Une comédie populaire peut-elle amener les Juifs d’Europe à entrevoir l’avenir avec un peu plus d’optimisme ? Cela peut se produire et c’est ce qu’ont réussi Éric Toledano et Olivier Nakache avec Juste une illusion. Sous des airs modestes et sans prétention tapageuse, ce film accomplit un petit miracle : celui de désarmer, l’espace de deux heures, le pessimisme qui accompagne les Juifs d’Europe depuis deux décennies. Ce feel good movie met en scène une famille juive sépharade durant les années 1980. Et au lieu de se perdre dans le folklore ou l’assignation identitaire, il aborde des problématiques universelles sérieuses qu’il traite avec légèreté et bienveillance.
Mais l’aspect le plus intéressant ne réside pas tant dans la conception du film que dans sa réception. Car enfin, que voyons-nous depuis plus de vingt ans ? Une montée lente et obstinée de l’antisémitisme, recyclé, modernisé, travesti sous des formes nouvelles mais nourri des mêmes vieilles obsessions : domination, argent, influence occulte.
Et voilà que surgit, presque à contre-courant, un film dans lequel un public majoritairement non-juif s’identifie sincèrement, et sans arrière-pensée apparente, à une famille juive un peu dysfonctionnelle, ballotée par le déracinement, le déclassement social, le chômage, le racisme, le passage à l’adolescence, etc. Rien d’exceptionnel, rien d’exotique. Juste la vie. Et cela fonctionne formidablement bien car dans l’immense majorité des cas, le public applaudit à la fin. Ce qui est rare au cinéma. Il n’applaudit pas une abstraction ni un symbole, mais des personnages incarnés – des Juifs – qu’il a reconnus comme semblables. Ce geste, si simple en apparence, a quelque chose d’inouï dans le climat actuel. Comme si, soudainement, l’écran avait fissuré une perception installée depuis des années.
Cela peut paraitre futile ou insignifiant mais pour un Juif, cela procure un sentiment étrange, presque suspect tant il est inhabituel : celui de ne pas désespérer.

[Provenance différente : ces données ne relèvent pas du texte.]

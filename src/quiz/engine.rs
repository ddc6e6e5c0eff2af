use crate::constants::matching::DEFAULT_THRESHOLD;
use crate::errors::QuizError;
use crate::quiz::catalog::{Catalog, Filter};
use crate::quiz::hint::{HintError, HintLevel, HintMachine, HintView};
use crate::quiz::normalize::group_key;
use crate::quiz::progress::{FoundRecord, ProgressTracker, SubmitOutcome};
use crate::quiz::random::RandomSource;
use crate::quiz::summary::SessionSummary;
use crate::services::logger::Logger;
use crate::services::persistence::{Persistence, ProgressSnapshot, SessionSnapshot};
use chrono::{DateTime, Utc};
use rand::rngs::StdRng;
use rand::SeedableRng;
use serde::Serialize;
use serde_json::json;
use std::collections::BTreeSet;
use std::sync::Arc;

#[derive(Debug, Clone, Default, PartialEq, Eq, Serialize)]
pub struct RestoreReport {
    pub progress_restored: bool,
    pub session_restored: bool,
    pub restored_found: usize,
    /// Persisted names the current catalog no longer knows.
    pub dropped: Vec<String>,
}

#[derive(Debug, Clone, PartialEq, Eq, Serialize)]
pub struct GroupProgress {
    pub group: String,
    pub found: usize,
    pub total: usize,
    pub current: bool,
}

impl GroupProgress {
    pub fn is_complete(&self) -> bool {
        self.total > 0 && self.found == self.total
    }
}

#[derive(Debug, Clone, Default)]
struct SessionState {
    active: bool,
    started_at: Option<DateTime<Utc>>,
}

pub struct QuizEngine {
    catalog: Arc<Catalog>,
    tracker: ProgressTracker,
    hints: HintMachine,
    current_group: String,
    current_filter: Filter,
    session: SessionState,
    persistence: Option<Persistence>,
    rng: Box<dyn RandomSource + Send>,
    threshold: f64,
    logger: Logger,
}

impl QuizEngine {
    pub fn new(catalog: Arc<Catalog>, logger: &Logger) -> Result<Self, QuizError> {
        let current_group = catalog
            .groups(&Filter::All)
            .into_iter()
            .next()
            .ok_or_else(|| {
                QuizError::invalid_catalog("Catalog has no candidates")
                    .with_hint("Point --catalog at a non-empty candidate list")
            })?;
        Ok(Self {
            tracker: ProgressTracker::new(catalog.clone()),
            catalog,
            hints: HintMachine::new(),
            current_group,
            current_filter: Filter::All,
            session: SessionState::default(),
            persistence: None,
            rng: Box::new(StdRng::from_entropy()),
            threshold: DEFAULT_THRESHOLD,
            logger: logger.child("engine"),
        })
    }

    pub fn with_threshold(mut self, threshold: f64) -> Self {
        self.threshold = threshold;
        self
    }

    pub fn with_persistence(mut self, persistence: Persistence) -> Self {
        self.persistence = Some(persistence);
        self
    }

    pub fn with_random_source(mut self, rng: Box<dyn RandomSource + Send>) -> Self {
        self.rng = rng;
        self
    }

    pub fn catalog(&self) -> &Catalog {
        &self.catalog
    }

    pub fn threshold(&self) -> f64 {
        self.threshold
    }

    pub fn submit(&mut self, text: &str) -> SubmitOutcome {
        let hints = &mut self.hints;
        let outcome = self.tracker.submit(
            text,
            &self.current_group,
            &self.current_filter,
            self.threshold,
            |name| hints.resolve(name),
        );
        if let SubmitOutcome::Matched { name, hint_level } = &outcome {
            self.logger.info(
                "Candidate resolved",
                Some(&json!({
                    "name": name,
                    "group": self.current_group,
                    "hint_level": hint_level,
                })),
            );
            self.persist_progress();
        }
        outcome
    }

    pub fn open_hint(&mut self) -> Result<HintView, HintError> {
        let pool = self.tracker.pool(&self.current_group, &self.current_filter);
        let view = self.hints.open(&pool, self.rng.as_mut())?;
        self.logger.debug(
            "Hint opened",
            Some(&json!({"group": self.current_group, "pool": pool.len()})),
        );
        Ok(view)
    }

    pub fn reveal_next_letter(&mut self) -> Result<HintView, HintError> {
        self.hints.reveal_next_letter()
    }

    pub fn reveal_full(&mut self) -> Result<HintView, HintError> {
        self.hints.reveal_full()
    }

    /// Resolves the hinted target as a heavy find and closes the hint.
    pub fn direct_reveal(&mut self) -> Result<String, HintError> {
        let name = self.hints.direct_reveal()?;
        self.tracker.record(&name, HintLevel::Heavy);
        self.logger
            .info("Candidate revealed", Some(&json!({"name": name})));
        self.persist_progress();
        Ok(name)
    }

    pub fn close_hint(&mut self) -> bool {
        self.hints.close()
    }

    /// Switches to the group of `key` (a letter, or any text starting with one).
    pub fn change_group(&mut self, key: &str) -> Result<(), QuizError> {
        let group = group_key(key)
            .ok_or_else(|| QuizError::invalid_input("Group key must not be empty"))?;
        if self.catalog.group_items(&group, &self.current_filter).next().is_none() {
            return Err(QuizError::not_found(format!(
                "No candidates in group {} for filter {}",
                group, self.current_filter
            ))
            .with_hint("List groups with :groups"));
        }
        self.hints.reset();
        self.current_group = group;
        self.persist_progress();
        Ok(())
    }

    /// Moves to the next group with candidates under the current filter, wrapping around.
    pub fn next_group(&mut self) -> Option<String> {
        let next = self
            .catalog
            .next_group(&self.current_group, &self.current_filter)?;
        self.hints.reset();
        self.current_group = next.clone();
        self.persist_progress();
        Some(next)
    }

    /// Applies a filter tag; the current group moves to the first non-empty one
    /// when it has no candidates under the new filter.
    pub fn change_filter(&mut self, tag: &str) -> Result<(), QuizError> {
        let filter = Filter::parse(tag);
        if !self.catalog.knows_filter(&filter) {
            let known: Vec<String> = self
                .catalog
                .filters()
                .iter()
                .map(|filter| filter.as_tag().to_string())
                .collect();
            return Err(QuizError::not_found(format!("Unknown filter: {}", tag.trim()))
                .with_hint("List filters with :filters")
                .with_details(json!({ "filters": known })));
        }
        self.hints.reset();
        self.current_filter = filter;
        self.settle_group();
        self.persist_progress();
        Ok(())
    }

    /// Forgets the finds of the current group only.
    pub fn reset_group(&mut self) -> Vec<String> {
        let removed = self.tracker.reset_group(&self.current_group);
        self.hints.reset();
        self.logger.info(
            "Group reset",
            Some(&json!({"group": self.current_group, "removed": removed.len()})),
        );
        self.persist_progress();
        removed
    }

    pub fn reset_all(&mut self) {
        self.tracker.reset_all();
        self.hints.reset();
        self.session = SessionState::default();
        if let Some(first) = self.catalog.groups(&self.current_filter).into_iter().next() {
            self.current_group = first;
        }
        if let Some(persistence) = &self.persistence {
            persistence.clear_all();
        }
        self.logger.info("Quiz reset", None);
    }

    pub fn start_session(&mut self) {
        self.session.active = true;
        if self.session.started_at.is_none() {
            self.session.started_at = Some(Utc::now());
        }
        self.persist_session();
        self.persist_progress();
    }

    pub fn pause_session(&mut self) {
        self.session.active = false;
        self.persist_session();
    }

    /// Loads persisted progress and session; expired or corrupt state is discarded.
    pub fn restore(&mut self) -> RestoreReport {
        let mut report = RestoreReport::default();
        let Some(persistence) = self.persistence.clone() else {
            return report;
        };
        persistence.clear_legacy();

        if let Some(snapshot) = persistence.load_progress() {
            self.apply_progress(snapshot, &mut report);
            report.progress_restored = true;
        }
        if let Some(session) = persistence.load_session() {
            if !report.progress_restored {
                let filter = Filter::parse(&session.filter_tag);
                if self.catalog.knows_filter(&filter) {
                    self.current_filter = filter;
                    self.settle_group();
                }
            }
            self.session = SessionState {
                active: session.is_active,
                started_at: session.started_at,
            };
            report.session_restored = true;
        }
        if !report.dropped.is_empty() {
            self.logger.warn(
                "Dropped unknown names from persisted progress",
                Some(&json!({"names": report.dropped})),
            );
        }
        self.logger.info(
            "Restore finished",
            Some(&json!({
                "progress": report.progress_restored,
                "session": report.session_restored,
                "found": report.restored_found,
            })),
        );
        report
    }

    fn apply_progress(&mut self, snapshot: ProgressSnapshot, report: &mut RestoreReport) {
        self.tracker.reset_all();
        self.hints.reset();
        let filter = Filter::parse(&snapshot.filter_tag);
        if self.catalog.knows_filter(&filter) {
            self.current_filter = filter;
        }
        for name in snapshot.found_by_group.values().flatten() {
            let level = snapshot.hint_levels.get(name).copied().unwrap_or_default();
            if self.tracker.record(name, level) {
                report.restored_found += 1;
            } else if !self.catalog.contains(name) {
                report.dropped.push(name.clone());
            }
        }
        if let Some(group) = snapshot.current_group {
            self.current_group = group;
        }
        self.settle_group();
    }

    /// Falls back to the first group with candidates when the current one is empty
    /// under the current filter.
    fn settle_group(&mut self) {
        let groups = self.catalog.groups(&self.current_filter);
        if !groups.contains(&self.current_group) {
            if let Some(first) = groups.into_iter().next() {
                self.current_group = first;
            }
        }
    }

    pub fn current_group(&self) -> &str {
        &self.current_group
    }

    pub fn current_filter(&self) -> &Filter {
        &self.current_filter
    }

    /// `(found, total)` for `group` under the current filter. Unknown or
    /// empty groups report `(0, 0)`.
    pub fn group_progress(&self, group: &str) -> (usize, usize) {
        match group_key(group) {
            Some(key) => self.tracker.group_progress(&key, &self.current_filter),
            None => (0, 0),
        }
    }

    pub fn is_group_complete(&self, group: &str) -> bool {
        let (found, total) = self.group_progress(group);
        total > 0 && found == total
    }

    pub fn filter_progress(&self, tag: &str) -> (usize, usize) {
        self.tracker.filter_progress(&Filter::parse(tag))
    }

    pub fn is_filter_complete(&self, tag: &str) -> bool {
        self.tracker.is_filter_complete(&Filter::parse(tag))
    }

    /// Progress of every non-empty group under the current filter, sorted by key.
    pub fn group_overview(&self) -> Vec<GroupProgress> {
        self.catalog
            .groups(&self.current_filter)
            .into_iter()
            .map(|group| {
                let (found, total) = self.tracker.group_progress(&group, &self.current_filter);
                GroupProgress {
                    current: group == self.current_group,
                    group,
                    found,
                    total,
                }
            })
            .collect()
    }

    pub fn total_found(&self) -> usize {
        self.tracker.total_found()
    }

    pub fn found_in_group(&self) -> Vec<&FoundRecord> {
        self.tracker
            .found_in_group(&self.current_group, &self.current_filter)
    }

    pub fn hint_level(&self, name: &str) -> Option<HintLevel> {
        self.tracker.hint_level(name)
    }

    pub fn hint_view(&self) -> Option<HintView> {
        self.hints.view()
    }

    /// Names hinted since the last group change, as `(light, heavy)`.
    pub fn hint_sets(&self) -> (&BTreeSet<String>, &BTreeSet<String>) {
        (self.hints.ever_light(), self.hints.ever_heavy())
    }

    /// Scores the finds of the current filter.
    pub fn summary(&self) -> SessionSummary {
        let total = self.catalog.filter_items(&self.current_filter).count();
        SessionSummary::from_records(self.tracker.found_in_filter(&self.current_filter), total)
    }

    pub fn available_groups(&self) -> Vec<String> {
        self.catalog.groups(&self.current_filter)
    }

    pub fn available_filters(&self) -> Vec<Filter> {
        self.catalog.filters()
    }

    pub fn is_session_active(&self) -> bool {
        self.session.active
    }

    pub fn session_started_at(&self) -> Option<DateTime<Utc>> {
        self.session.started_at
    }

    pub fn progress_snapshot(&self) -> ProgressSnapshot {
        let hint_levels = self
            .tracker
            .records()
            .into_iter()
            .filter(|record| record.hint_level != HintLevel::None)
            .map(|record| (record.canonical_name.clone(), record.hint_level))
            .collect();
        ProgressSnapshot {
            found_by_group: self.tracker.found_by_group(),
            filter_tag: self.current_filter.as_tag().to_string(),
            last_updated_at: Utc::now(),
            current_group: Some(self.current_group.clone()),
            hint_levels,
        }
    }

    pub fn session_snapshot(&self) -> SessionSnapshot {
        SessionSnapshot {
            is_active: self.session.active,
            started_at: self.session.started_at,
            filter_tag: self.current_filter.as_tag().to_string(),
            total_found: self.tracker.total_found(),
            updated_at: Utc::now(),
        }
    }

    fn persist_progress(&self) {
        if !self.session.active {
            return;
        }
        if let Some(persistence) = &self.persistence {
            persistence.save_progress(&self.progress_snapshot());
            persistence.save_session(&self.session_snapshot());
        }
    }

    fn persist_session(&self) {
        if let Some(persistence) = &self.persistence {
            persistence.save_session(&self.session_snapshot());
        }
    }
}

Celui de croire, à nouveau, que nous avons encore une place à part entière dans cette société. Non pas une place négociée ou conditionnelle, mais une place évidente, presque banale et ordinaire. Et la banalité, pour une minorité, est peut-être la forme la plus haute de reconnaissance. Tout n’est peut-être pas perdu.
Mais aussitôt, le doute s’insinue. Car il ne peut pas ne pas s’insinuer. On aimerait ne pas se tromper. Croire que ce moment partagé dans l’obscurité d’une salle de cinéma ne soit pas, précisément, juste une illusion. Que le titre ne soit pas une ironie involontaire, ou pire, une prophétie. Car il est toujours possible que la nostalgie et la tendresse se transforment en deux puissants anesthésiants pour fabriquer un écran de fumée. Que le film offre une parenthèse d’identification sans altérer en profondeur les réflexes, les préjugés et les récits toxiques qui continuent de circuler à propos des Juifs avec une aisance inquiétante.
Le cinéma, après tout, excelle à produire des moments de grâce éphémères. La question demeure : que reste-t-il une fois les lumières rallumées ? Si ce film a le mérite déjà immense de fissurer, ne serait-ce qu’un peu, les préjugés antisémites et les discours de haine, alors il aura accompli bien davantage que ce qu’il promettait. Mais s’il ne fait que suspendre, pour un instant, les vieilles accusations qui imputent aux Juifs une responsabilité fantasmatique dans les malheurs du monde alors il ne sera qu’un répit, une embellie trompeuse dans un paysage qui, lui, n’a pas encore changé.
Et pourtant, malgré ce pessimisme dont nous avons tant de mal à nous défaire, nous nous accrochons à cette image : une salle qui applaudit, non pas malgré les Juifs, mais avec et pour eux. Parfois, c’est dans ces gestes simples que commencent les déplacements les plus décisifs. Du moins, c’est ce que nous espérons.